#[cfg(test)]
mod tests {
    use crate::{
        api::models::{envelope::ApiResponse, users::UsersList},
        db::handlers::{Repository, Tokens, Users},
        test_utils::{create_test_app, create_test_user, login_token},
    };
    use axum::http::StatusCode;
    use serde_json::json;
    use sqlx::PgPool;

    #[sqlx::test]
    #[test_log::test]
    async fn test_admin_routes_require_bearer(pool: PgPool) {
        let (server, _bg) = create_test_app(pool).await;

        server.get("/admin/users").await.assert_status(StatusCode::UNAUTHORIZED);
        server
            .post("/admin/users/delete")
            .json(&json!({ "id": 1 }))
            .await
            .assert_status(StatusCode::UNAUTHORIZED);
        let response = server.get("/admin/users").authorization_bearer("not-a-token").await;
        response.assert_status(StatusCode::UNAUTHORIZED);
        let body: ApiResponse<()> = response.json();
        assert!(body.error);
    }

    #[sqlx::test]
    #[test_log::test]
    async fn test_list_users(pool: PgPool) {
        create_test_user(&pool, "admin@example.com", "verysecret").await;
        create_test_user(&pool, "other@example.com", "verysecret").await;
        let (server, _bg) = create_test_app(pool).await;
        let token = login_token(&server, "admin@example.com", "verysecret").await;

        let response = server.get("/admin/users").authorization_bearer(&token).await;
        response.assert_status_ok();
        let body: ApiResponse<UsersList> = response.json();
        let users = body.data.unwrap().users;
        assert_eq!(users.len(), 2);
    }

    #[sqlx::test]
    #[test_log::test]
    async fn test_save_user_insert_then_update(pool: PgPool) {
        create_test_user(&pool, "admin@example.com", "verysecret").await;
        let (server, _bg) = create_test_app(pool.clone()).await;
        let token = login_token(&server, "admin@example.com", "verysecret").await;

        let response = server
            .post("/admin/users/save")
            .authorization_bearer(&token)
            .json(&json!({
                "id": 0,
                "email": "new@example.com",
                "first_name": "New",
                "last_name": "User",
                "password": "brandnewpw",
                "active": 1
            }))
            .await;
        response.assert_status(StatusCode::ACCEPTED);
        let body: ApiResponse<()> = response.json();
        assert_eq!(body.message, "Changes saved");

        let mut conn = pool.acquire().await.unwrap();
        let created = Users::new(&mut conn).get_user_by_email("new@example.com").await.unwrap().unwrap();
        assert!(created.password_matches("brandnewpw").unwrap());

        // Update without a password keeps the old one
        server
            .post("/admin/users/save")
            .authorization_bearer(&token)
            .json(&json!({
                "id": created.id,
                "email": "new@example.com",
                "first_name": "Renamed",
                "last_name": "User",
                "password": "",
                "active": 1
            }))
            .await
            .assert_status(StatusCode::ACCEPTED);
        let updated = Users::new(&mut conn).get_by_id(created.id).await.unwrap().unwrap();
        assert_eq!(updated.first_name, "Renamed");
        assert!(updated.password_matches("brandnewpw").unwrap());

        // A non-empty password resets it
        server
            .post("/admin/users/save")
            .authorization_bearer(&token)
            .json(&json!({
                "id": created.id,
                "email": "new@example.com",
                "first_name": "Renamed",
                "last_name": "User",
                "password": "anotherpw1",
                "active": 1
            }))
            .await
            .assert_status(StatusCode::ACCEPTED);
        let updated = Users::new(&mut conn).get_by_id(created.id).await.unwrap().unwrap();
        assert!(updated.password_matches("anotherpw1").unwrap());
        assert!(!updated.password_matches("brandnewpw").unwrap());
    }

    #[sqlx::test]
    #[test_log::test]
    async fn test_save_user_rejects_bad_input(pool: PgPool) {
        create_test_user(&pool, "admin@example.com", "verysecret").await;
        let (server, _bg) = create_test_app(pool).await;
        let token = login_token(&server, "admin@example.com", "verysecret").await;

        let short_password = json!({
            "email": "new@example.com", "first_name": "New", "last_name": "User", "password": "short", "active": 1
        });
        server
            .post("/admin/users/save")
            .authorization_bearer(&token)
            .json(&short_password)
            .await
            .assert_status(StatusCode::BAD_REQUEST);

        let duplicate = json!({
            "email": "admin@example.com", "first_name": "Dup", "last_name": "User", "password": "longenough", "active": 1
        });
        server
            .post("/admin/users/save")
            .authorization_bearer(&token)
            .json(&duplicate)
            .await
            .assert_status(StatusCode::CONFLICT);

        let unknown = json!({
            "id": 9999, "email": "x@example.com", "first_name": "X", "last_name": "Y", "active": 1
        });
        server
            .post("/admin/users/save")
            .authorization_bearer(&token)
            .json(&unknown)
            .await
            .assert_status(StatusCode::NOT_FOUND);
    }

    #[sqlx::test]
    #[test_log::test]
    async fn test_deactivating_via_save_revokes_tokens(pool: PgPool) {
        create_test_user(&pool, "admin@example.com", "verysecret").await;
        let other = create_test_user(&pool, "other@example.com", "verysecret").await;
        let (server, _bg) = create_test_app(pool.clone()).await;
        let token = login_token(&server, "admin@example.com", "verysecret").await;
        let other_token = login_token(&server, "other@example.com", "verysecret").await;

        server
            .post("/admin/users/save")
            .authorization_bearer(&token)
            .json(&json!({
                "id": other.id,
                "email": "other@example.com",
                "first_name": other.first_name,
                "last_name": other.last_name,
                "active": 0
            }))
            .await
            .assert_status(StatusCode::ACCEPTED);

        let mut conn = pool.acquire().await.unwrap();
        assert!(!Tokens::new(&mut conn).valid_token(&other_token).await.unwrap());
        assert!(Tokens::new(&mut conn).get_by_token(&other_token).await.unwrap().is_none());
    }

    #[sqlx::test]
    #[test_log::test]
    async fn test_get_and_delete_user(pool: PgPool) {
        let admin = create_test_user(&pool, "admin@example.com", "verysecret").await;
        let other = create_test_user(&pool, "other@example.com", "verysecret").await;
        let (server, _bg) = create_test_app(pool).await;
        let token = login_token(&server, "admin@example.com", "verysecret").await;

        let response = server
            .get(&format!("/admin/users/get/{}", other.id))
            .authorization_bearer(&token)
            .await;
        response.assert_status_ok();
        let body: serde_json::Value = response.json();
        assert_eq!(body["data"]["email"], "other@example.com");
        assert!(body["data"].get("password").is_none());

        server
            .post("/admin/users/delete")
            .authorization_bearer(&token)
            .json(&json!({ "id": admin.id }))
            .await
            .assert_status(StatusCode::BAD_REQUEST);

        let response = server
            .post("/admin/users/delete")
            .authorization_bearer(&token)
            .json(&json!({ "id": other.id }))
            .await;
        response.assert_status_ok();
        let body: ApiResponse<()> = response.json();
        assert_eq!(body.message, "User deleted");

        server
            .get(&format!("/admin/users/get/{}", other.id))
            .authorization_bearer(&token)
            .await
            .assert_status(StatusCode::NOT_FOUND);
        server
            .post("/admin/users/delete")
            .authorization_bearer(&token)
            .json(&json!({ "id": other.id }))
            .await
            .assert_status(StatusCode::NOT_FOUND);
    }

    #[sqlx::test]
    #[test_log::test]
    async fn test_log_user_out(pool: PgPool) {
        create_test_user(&pool, "admin@example.com", "verysecret").await;
        let other = create_test_user(&pool, "other@example.com", "verysecret").await;
        let (server, _bg) = create_test_app(pool.clone()).await;
        let token = login_token(&server, "admin@example.com", "verysecret").await;
        let other_token = login_token(&server, "other@example.com", "verysecret").await;

        let response = server
            .post(&format!("/admin/log-user-out/{}", other.id))
            .authorization_bearer(&token)
            .await;
        response.assert_status(StatusCode::ACCEPTED);
        let body: ApiResponse<()> = response.json();
        assert_eq!(body.message, "user logged out and set to inactive");

        let mut conn = pool.acquire().await.unwrap();
        let reloaded = Users::new(&mut conn).get_by_id(other.id).await.unwrap().unwrap();
        assert!(!reloaded.active);

        server
            .get("/admin/users")
            .authorization_bearer(&other_token)
            .await
            .assert_status(StatusCode::UNAUTHORIZED);

        server
            .post("/admin/log-user-out/9999")
            .authorization_bearer(&token)
            .await
            .assert_status(StatusCode::NOT_FOUND);
    }
}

---------------

** Task description **
Supply only the count of lines above holding "reloaded".

** Answer for this exercise **
2